• WHAT IS REQUIRED:
Search the records below for the word "used" and show every line where it occurs.

• RECORDS FOR PROCESSING:
==============================
//! Define types that can be serialized into a `PrefixRecord` to track
//! menu entries installed into the system.
use serde::{Deserialize, Serialize};
use std::path::PathBuf;

/// Menu mode that was used to install the menu entries
#[derive(Default, Debug, Clone, Copy, Serialize, Deserialize, PartialEq, Eq)]
pub enum MenuMode {
    /// System-wide installation
    System,

    /// User installation
    #[default]
    User,
}

/// Tracker for menu entries installed into the system
#[derive(Debug, Clone, Serialize, Deserialize, PartialEq, Eq)]
#[serde(tag = "type", rename_all = "snake_case")]
pub enum Tracker {
    /// Linux tracker
    Linux(LinuxTracker),
    /// Windows tracker
    Windows(WindowsTracker),
    /// macOS tracker
    MacOs(MacOsTracker),
}

/// Registered MIME file on the system
#[derive(Default, Debug, Clone, Serialize, Deserialize, PartialEq, Eq)]
pub struct LinuxRegisteredMimeFile {
    /// The application that was registered
    pub application: String,
    /// Path to use when calling `update-mime-database`
    pub database_path: PathBuf,
    /// The location of the config file that was edited
    pub config_file: PathBuf,
    /// The MIME types that were associated to the application
    pub mime_types: Vec<String>,
}

/// Tracker for Linux installations
#[derive(Default, Debug, Clone, Serialize, Deserialize, PartialEq, Eq)]
pub struct LinuxTracker {
    /// The menu mode that was used to install the menu entries
    pub install_mode: MenuMode,

    /// List of desktop files that were installed
    pub paths: Vec<PathBuf>,

    /// MIME types that were installed
    #[serde(default, skip_serializing_if = "Option::is_none")]
    pub mime_types: Option<LinuxRegisteredMimeFile>,

    /// MIME type glob files that were registered on the system
    #[serde(default, skip_serializing_if = "Vec::is_empty")]
    pub registered_mime_files: Vec<PathBuf>,
}

/// File extension that was installed
#[derive(Default, Debug, Clone, Serialize, Deserialize, PartialEq, Eq)]
pub struct WindowsFileExtension {
    /// The file extension that was installed
    pub extension: String,
    /// The identifier of the file extension
    pub identifier: String,
}

/// URL protocol that was installed
#[derive(Default, Debug, Clone, Serialize, Deserialize, PartialEq, Eq)]
pub struct WindowsUrlProtocol {
    /// The URL protocol that was installed
    pub protocol: String,
    /// The identifier of the URL protocol
    pub identifier: String,
}

/// Terminal profile that was installed
#[derive(Default, Debug, Clone, Serialize, Deserialize, PartialEq, Eq)]
pub struct WindowsTerminalProfile {
    /// The name of the terminal profile
    pub configuration_file: PathBuf,
    /// The identifier of the terminal profile
    pub identifier: String,
}

/// Tracker for Windows installations
#[derive(Default, Debug, Clone, Serialize, Deserialize, PartialEq, Eq)]
pub struct WindowsTracker {
    /// The menu mode that was used to install the menu entries
    pub menu_mode: MenuMode,

    /// List of shortcuts that were installed
    #[serde(default, skip_serializing_if = "Vec::is_empty")]
    pub shortcuts: Vec<PathBuf>,

    /// List of file extensions that were installed
    #[serde(default, skip_serializing_if = "Vec::is_empty")]
    pub file_extensions: Vec<WindowsFileExtension>,

    /// List of URL protocols that were installed
    #[serde(default, skip_serializing_if = "Vec::is_empty")]
    pub url_protocols: Vec<WindowsUrlProtocol>,

    /// List of terminal profiles that were installed
    #[serde(default, skip_serializing_if = "Vec::is_empty")]
    pub terminal_profiles: Vec<WindowsTerminalProfile>,
}

impl WindowsTracker {
    /// Create a new Windows tracker
    pub fn new(menu_mode: MenuMode) -> Self {
        Self {
            menu_mode,
            shortcuts: Vec::new(),
            file_extensions: Vec::new(),
            url_protocols: Vec::new(),
            terminal_profiles: Vec::new(),
        }
    }
}

/// Tracker for macOS installations
#[derive(Default, Debug, Clone, Serialize, Deserialize, PartialEq, Eq)]
pub struct MacOsTracker {
    /// The app folder that was installed, e.g. ~/Applications/foobar.app
    pub app_folder: PathBuf,
    /// Argument that was used to call `lsregister` and that we need to
    /// call to unregister the app
    #[serde(default, skip_serializing_if = "Option::is_none")]
    pub lsregister: Option<PathBuf>,
}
==============================
• ANSWER TO THE EXERCISE:
/// Menu mode that was used to install the menu entries
    /// The menu mode that was used to install the menu entries
    /// The menu mode that was used to install the menu entries
    /// Argument that was used to call `lsregister` and that we need to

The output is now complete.